Resilience – key skill for the future
The last post talked about the distressing situation in the rural areas where little jobs are to be found and where a lot of the poor whites can be found. The residents subsist on disability checks and are often addicted to pills. And they all can't find jobs.
So how does one stay out of this crushing situation? Part of it may be if an area does not have much employment prospect, get out of town. There was a book written, which I haven't read, that postulated that geography in the future will determine your success. Or, if you have entrepreneurial skills, you might be able to build a business that could grow into employing people. But then you might face the conundrum of lack of skills, unless you are willing to invest.
Sheryl Sandberg and Adam Grant wrote a book called Option B, (and I haven't read that one either), that came about after the death of her husband. Apparently the book provides ways of overcoming life's upsets. The only thing discordant is the whole idea of a powerful woman, who has access to money and support structures to help her overcome setbacks, reeling from the death of her husband strikes me a little too maudlin (is that the right word I'm looking for?). Everyone goes through the death of
someone in their family so her case is not too special. But she has access to money and support system that others do not have. The whole thing strikes me as off, an overwrought crying from the privileged. But maybe if I read the book, I may come away with a different feeling.

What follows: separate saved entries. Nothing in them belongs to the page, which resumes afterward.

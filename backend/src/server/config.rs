//! Service settings and the HTTP server configuration object.
//!
//! [`AddressServiceSettings`] is loaded through OrthoConfig from CLI flags,
//! `ADDRESS_SERVICE_*` environment variables and an optional config file.
//! Accessors apply defaults and validate values so `main` can fail fast.

use std::net::SocketAddr;
use std::time::Duration;

use ortho_config::OrthoConfig;
use serde::Deserialize;
use url::Url;

#[cfg(feature = "metrics")]
use actix_web_prom::PrometheusMetrics;

const DEFAULT_BIND_ADDR: &str = "0.0.0.0:8080";
const DEFAULT_DB_MAX_CONNECTIONS: u32 = 10;
const DEFAULT_GEOCODER_ENDPOINT: &str = "https://nominatim.openstreetmap.org/search";
const DEFAULT_GEOCODER_TIMEOUT_SECS: u64 = 10;

/// Problems with configured values.
#[derive(Debug, Clone, PartialEq, Eq, thiserror::Error)]
pub enum SettingsError {
    /// A required setting has no value.
    #[error("missing required setting {key}")]
    Missing { key: &'static str },
    /// A setting has a value that cannot be used.
    #[error("invalid value '{value}' for {key}: {reason}")]
    Invalid {
        key: &'static str,
        value: String,
        reason: String,
    },
}

impl SettingsError {
    fn invalid(key: &'static str, value: impl Into<String>, reason: impl ToString) -> Self {
        Self::Invalid {
            key,
            value: value.into(),
            reason: reason.to_string(),
        }
    }
}

/// Runtime settings for the address service.
#[derive(Debug, Clone, Deserialize, OrthoConfig)]
#[ortho_config(prefix = "ADDRESS_SERVICE")]
pub struct AddressServiceSettings {
    /// Socket address the HTTP server binds to.
    pub bind_addr: Option<String>,
    /// PostgreSQL connection URL. Required to serve.
    pub database_url: Option<String>,
    /// Upper bound on pooled database connections.
    pub db_max_connections: Option<u32>,
    /// Nominatim-compatible search endpoint.
    pub geocoder_endpoint: Option<String>,
    /// User agent sent to the geocoder.
    pub geocoder_user_agent: Option<String>,
    /// Geocoder request timeout in seconds.
    pub geocoder_timeout_secs: Option<u64>,
}

impl AddressServiceSettings {
    /// Bind address, defaulting to `0.0.0.0:8080`.
    pub fn bind_addr(&self) -> Result<SocketAddr, SettingsError> {
        let raw = self.bind_addr.as_deref().unwrap_or(DEFAULT_BIND_ADDR);
        raw.parse()
            .map_err(|err| SettingsError::invalid("bind_addr", raw, err))
    }

    /// Database URL. The service refuses to start without one.
    pub fn database_url(&self) -> Result<&str, SettingsError> {
        self.database_url
            .as_deref()
            .map(str::trim)
            .filter(|url| !url.is_empty())
            .ok_or(SettingsError::Missing {
                key: "database_url",
            })
    }

    /// Pool size, defaulting to 10. Zero is rejected.
    pub fn db_max_connections(&self) -> Result<u32, SettingsError> {
        match self.db_max_connections {
            None => Ok(DEFAULT_DB_MAX_CONNECTIONS),
            Some(0) => Err(SettingsError::invalid(
                "db_max_connections",
                "0",
                "must be at least 1",
            )),
            Some(size) => Ok(size),
        }
    }

    /// Geocoder endpoint, defaulting to the public Nominatim search API.
    pub fn geocoder_endpoint(&self) -> Result<Url, SettingsError> {
        let raw = self
            .geocoder_endpoint
            .as_deref()
            .unwrap_or(DEFAULT_GEOCODER_ENDPOINT);
        Url::parse(raw).map_err(|err| SettingsError::invalid("geocoder_endpoint", raw, err))
    }

    /// User agent for geocoder requests.
    pub fn geocoder_user_agent(&self) -> &str {
        self.geocoder_user_agent
            .as_deref()
            .unwrap_or(address_service::outbound::geocoding::DEFAULT_USER_AGENT)
    }

    /// Geocoder request timeout, defaulting to 10 seconds. Zero is rejected.
    pub fn geocoder_timeout(&self) -> Result<Duration, SettingsError> {
        match self
            .geocoder_timeout_secs
            .unwrap_or(DEFAULT_GEOCODER_TIMEOUT_SECS)
        {
            0 => Err(SettingsError::invalid(
                "geocoder_timeout_secs",
                "0",
                "must be at least 1",
            )),
            secs => Ok(Duration::from_secs(secs)),
        }
    }
}

/// Builder-style configuration for creating the HTTP server.
pub struct ServerConfig {
    pub(crate) bind_addr: SocketAddr,
    #[cfg(feature = "metrics")]
    pub(crate) prometheus: Option<PrometheusMetrics>,
}

impl ServerConfig {
    /// Construct a server configuration for the bind address.
    #[must_use]
    pub fn new(bind_addr: SocketAddr) -> Self {
        Self {
            bind_addr,
            #[cfg(feature = "metrics")]
            prometheus: None,
        }
    }

    /// Return the socket address the server will bind to.
    #[must_use]
    pub fn bind_addr(&self) -> SocketAddr {
        self.bind_addr
    }

    #[cfg(feature = "metrics")]
    /// Attach Prometheus middleware to the configuration.
    #[must_use]
    pub fn with_metrics(mut self, prometheus: Option<PrometheusMetrics>) -> Self {
        self.prometheus = prometheus;
        self
    }
}

#[cfg(test)]
mod tests {
    //! Settings loading and defaulting.

    use super::*;
    use std::ffi::OsString;

    use env_lock::lock_env;
    use rstest::rstest;

    const KEYS: [&str; 6] = [
        "ADDRESS_SERVICE_BIND_ADDR",
        "ADDRESS_SERVICE_DATABASE_URL",
        "ADDRESS_SERVICE_DB_MAX_CONNECTIONS",
        "ADDRESS_SERVICE_GEOCODER_ENDPOINT",
        "ADDRESS_SERVICE_GEOCODER_USER_AGENT",
        "ADDRESS_SERVICE_GEOCODER_TIMEOUT_SECS",
    ];

    fn load_from_empty_args() -> AddressServiceSettings {
        AddressServiceSettings::load_from_iter([OsString::from("address-service")])
            .expect("config should load")
    }

    fn empty() -> AddressServiceSettings {
        AddressServiceSettings {
            bind_addr: None,
            database_url: None,
            db_max_connections: None,
            geocoder_endpoint: None,
            geocoder_user_agent: None,
            geocoder_timeout_secs: None,
        }
    }

    #[rstest]
    fn default_values_are_used_when_missing() {
        let _guard = lock_env(KEYS.map(|key| (key, None::<String>)));

        let settings = load_from_empty_args();
        assert_eq!(
            settings.bind_addr().expect("default bind"),
            "0.0.0.0:8080".parse::<SocketAddr>().expect("literal")
        );
        assert_eq!(settings.db_max_connections(), Ok(10));
        assert_eq!(
            settings.geocoder_endpoint().expect("default endpoint").as_str(),
            DEFAULT_GEOCODER_ENDPOINT
        );
        assert_eq!(settings.geocoder_user_agent(), "address-service/0.1");
        assert_eq!(settings.geocoder_timeout(), Ok(Duration::from_secs(10)));
        assert_eq!(
            settings.database_url(),
            Err(SettingsError::Missing {
                key: "database_url"
            })
        );
    }

    #[rstest]
    fn environment_overrides_are_respected() {
        let _guard = lock_env([
            ("ADDRESS_SERVICE_BIND_ADDR", Some("127.0.0.1:9000".to_owned())),
            (
                "ADDRESS_SERVICE_DATABASE_URL",
                Some("postgres://localhost/addresses".to_owned()),
            ),
            ("ADDRESS_SERVICE_DB_MAX_CONNECTIONS", Some("3".to_owned())),
            (
                "ADDRESS_SERVICE_GEOCODER_ENDPOINT",
                Some("http://localhost:7070/search".to_owned()),
            ),
            (
                "ADDRESS_SERVICE_GEOCODER_USER_AGENT",
                Some("address-tests/1.0".to_owned()),
            ),
            ("ADDRESS_SERVICE_GEOCODER_TIMEOUT_SECS", Some("2".to_owned())),
        ]);

        let settings = load_from_empty_args();
        assert_eq!(
            settings.bind_addr().expect("bind"),
            "127.0.0.1:9000".parse::<SocketAddr>().expect("literal")
        );
        assert_eq!(
            settings.database_url(),
            Ok("postgres://localhost/addresses")
        );
        assert_eq!(settings.db_max_connections(), Ok(3));
        assert_eq!(
            settings.geocoder_endpoint().expect("endpoint").as_str(),
            "http://localhost:7070/search"
        );
        assert_eq!(settings.geocoder_user_agent(), "address-tests/1.0");
        assert_eq!(settings.geocoder_timeout(), Ok(Duration::from_secs(2)));
    }

    #[rstest]
    #[case(Some("   "))]
    #[case(None)]
    fn blank_database_url_is_missing(#[case] url: Option<&str>) {
        let settings = AddressServiceSettings {
            database_url: url.map(str::to_owned),
            ..empty()
        };
        assert!(matches!(
            settings.database_url(),
            Err(SettingsError::Missing { .. })
        ));
    }

    #[rstest]
    fn malformed_values_are_rejected() {
        let settings = AddressServiceSettings {
            bind_addr: Some("localhost".to_owned()),
            db_max_connections: Some(0),
            geocoder_endpoint: Some("not a url".to_owned()),
            geocoder_timeout_secs: Some(0),
            ..empty()
        };

        assert!(matches!(
            settings.bind_addr(),
            Err(SettingsError::Invalid { key: "bind_addr", .. })
        ));
        assert!(settings.db_max_connections().is_err());
        assert!(settings.geocoder_endpoint().is_err());
        assert!(settings.geocoder_timeout().is_err());
    }
}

Thomas Friedman, in Thank You for Being Late, offers some ways to be resilient but the perspective is from a nation/state perspective rather than an individual's perspective. He looks to Mother Nature to see how she is resilient and has come up with the following: number one is be adaptable; engage in lifelong learning; be entrepreneurial and agile (explore, invent, try and fail); thrive on diversity; power of ownership; be open to constant change; be sustainable; employ the concept of bankruptcy - let the failures fail so that the pieces can be reused elsewhere; value the virtue of patience - nothing great comes out of rushing or cutting corners. Then he took all of Mother Nature's resilient skills and distilled them further to what he proposes for us:
"(1) the ability to adapt when confronted by strangers with superior economic and military might without being hobbled by humiliation (hey, Midwest, listen to this! - My statement, not the author's); (2) the ability to embrace diversity (hey, nationalists - read this); (3) the ability to assume ownership over the future and one's own problems; (4) the ability to get the balance right between the federal and the local - that is, to understand that a healthy society, like a healthy tropical forest, is a network of healthy ecosystems on top of ecosystems, each thriving on its own but nourished by the whole; and, maybe most important, (5) the ability to approach politics and problem-solving in the age of accelerations with a mindset that is entrepreneurial, hybrid, and heterodox and nondogmatic - mixing and coevolving ideas or ideologies that will create resilience..." Thank You for Being Late, p 181, Chapter 10, e-book.
Since Thomas Friedman's prescriptions may not be really helpful for the average person (1, 2 and 5 might work if you know how to work it), just recently, New York Times came out with an article on building your resilience during your mid-life. Normally, prescriptions for resilience are given on how to raise a child with resilience but it would be helpful to have something for the adults. And this article delivers in providing some really practical advice. I'm going to list them in bullet points as a way of trying to get the concepts into my brain, but I would encourage you to read the article to get the granular details.
- Practice optimism
- Rewrite your story (read the article to better understand this)
- Don't personalize it
- Remember your comebacks
- Support others
- Take stress breaks
- Go out of your comfort zone
And I would add, have patience and try, try again.